- Learn all the intervals.
- Learn the fretboard patterns for the intervals.
- Learn both ways to play intervals.
What Are Intervals?
An interval is the pitch difference between two notes. Pitch differences can be viewed in different ways.
- Note Difference: C to D
- Step Difference: C to D is a whole step. C to D-Flat is a half step.
- Fret Difference: C to D is 2 frets in distance. (Ex: Second String – 1st fret is C, 3rd fret is D)
- Interval: C to D is Major Second interval.
In music theory, interval names are the formal way to describe pitch differences. They are universal across instruments and the music community. Understanding intervals will help you understand chords, scales, improvisation, and other advanced theory topics.
This chart sums up all of the intervals by giving their name and pitch difference. The audio example plays both types of intervals: melodic and harmonic. Melodic intervals are played sequentially, one note at a time. Harmonic intervals are played simultaneously, at the same time.
|Interval Name||Abbreviation||Step Distance||Fret Distance
||Audio (Played Melodically then Harmonically)|
|Minor Second||m2||Half Step||1|
|Major Second||M2||Whole Step||2|
|Minor Third||m3||Whole Step + Half Step||3|
|Major Third||M3||2 Whole Step||4|
|Perfect Fourth||P4||2 Whole Steps + Half Step||5|
|3 Whole Steps||6|
|Perfect Fifth||P5||3 Whole Steps + Half Step||7|
|Minor Sixth||m6||4 Whole Steps||8|
|Major Sixth||M6||4 Whole Steps + Half Step||9|
|Minor Seventh||m7||5 Whole Steps||10|
|Major Seventh||M7||5 Whole Steps + Half Step||11|
|Octave||Oct||6 Whole Steps
(Same Note Name)
Intervals are numbered as unison, seconds, thirds, fourths, fifths, sixths, sevenths, or octaves. This number can be determined by the number of notes that the two notes span.

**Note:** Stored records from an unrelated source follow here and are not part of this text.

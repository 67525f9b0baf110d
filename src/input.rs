//! Survey area input
//!
//! Width and height are whole, positive cell counts. Interactive prompting
//! re-asks on invalid input, up to a fixed number of attempts.

use std::io::{BufRead, Write};

use crate::error::{Error, Result};
use crate::types::MissionArea;

/// Parses one dimension of the survey area
///
/// # Arguments
/// * `name` - Dimension name used in error messages ("width" or "height")
/// * `text` - Raw user input; surrounding whitespace is ignored
pub fn parse_dimension(name: &str, text: &str) -> Result<u32> {
    let trimmed = text.trim();
    let value: u32 = trimmed.parse().map_err(|_| {
        Error::InvalidMissionArea(format!("{} must be a positive whole number, got {:?}", name, trimmed))
    })?;

    if value == 0 {
        return Err(Error::InvalidMissionArea(format!("{} must be at least 1", name)));
    }

    Ok(value)
}

/// Parses a width/height pair into a validated area
pub fn parse_area(width: &str, height: &str) -> Result<MissionArea> {
    let width = parse_dimension("width", width)?;
    let height = parse_dimension("height", height)?;
    MissionArea::new(width, height)
}

/// Prompts for width and height until both are valid or attempts run out
///
/// Returns the last validation error once `max_attempts` is exhausted, and an
/// error straight away if the input is closed.
pub fn prompt_area<R: BufRead, W: Write>(input: &mut R, output: &mut W, max_attempts: u32) -> Result<MissionArea> {
    let mut last_error = Error::InvalidMissionArea("no attempts allowed".to_string());

    for _ in 0..max_attempts {
        let width = prompt_line(input, output, "Enter the width to scan (in cells): ")?;
        let height = prompt_line(input, output, "Enter the height to scan (in cells): ")?;

        match parse_area(&width, &height) {
            Ok(area) => return Ok(area),
            Err(err) => {
                writeln!(output, "Error: {}. Please enter valid numeric values.", err)?;
                last_error = err;
            }
        }
    }

    Err(last_error)
}

fn prompt_line<R: BufRead, W: Write>(input: &mut R, output: &mut W, prompt: &str) -> Result<String> {
    write!(output, "{}", prompt)?;
    output.flush()?;

    let mut line = String::new();
    if input.read_line(&mut line)? == 0 {
        return Err(Error::InvalidMissionArea("input closed before the area was entered".to_string()));
    }

    Ok(line)
}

Example: C to F is a fourth because it spans C, D, E, and F.
In music theory, it is important to remember that the number is based on the difference in the note names, not the pitch difference. This is why Augmented Fourths and Diminished Fifths are the same pitch difference, but are different names. Example: C to F-Sharp (Augmented Fourth) and C to G-Flat (Diminished Fifth) is the same pitch distance (3 whole steps), but they have different interval names because of the note names.
Intervals on the Staff
Here is an example of the intervals relative to middle C. Take note of the note name differences.
Intervals on the Fretboard
The diagram below shows the intervals from the first fret.
- First fret to the second fret is a minor second (1 frets up).
- First fret to the fifth fret is a major third (4 frets up).
- First fret to the eleventh fret is a minor seventh (10 frets up).
Songs to Remember the Intervals
In the intervals chart (the table), Augmented Fourth and Diminished Fifth are mentioned as A4, D4. It should be D5. It’s again correctly mentioned in “Intervals on the Fretboard”, but just a typo in the table part.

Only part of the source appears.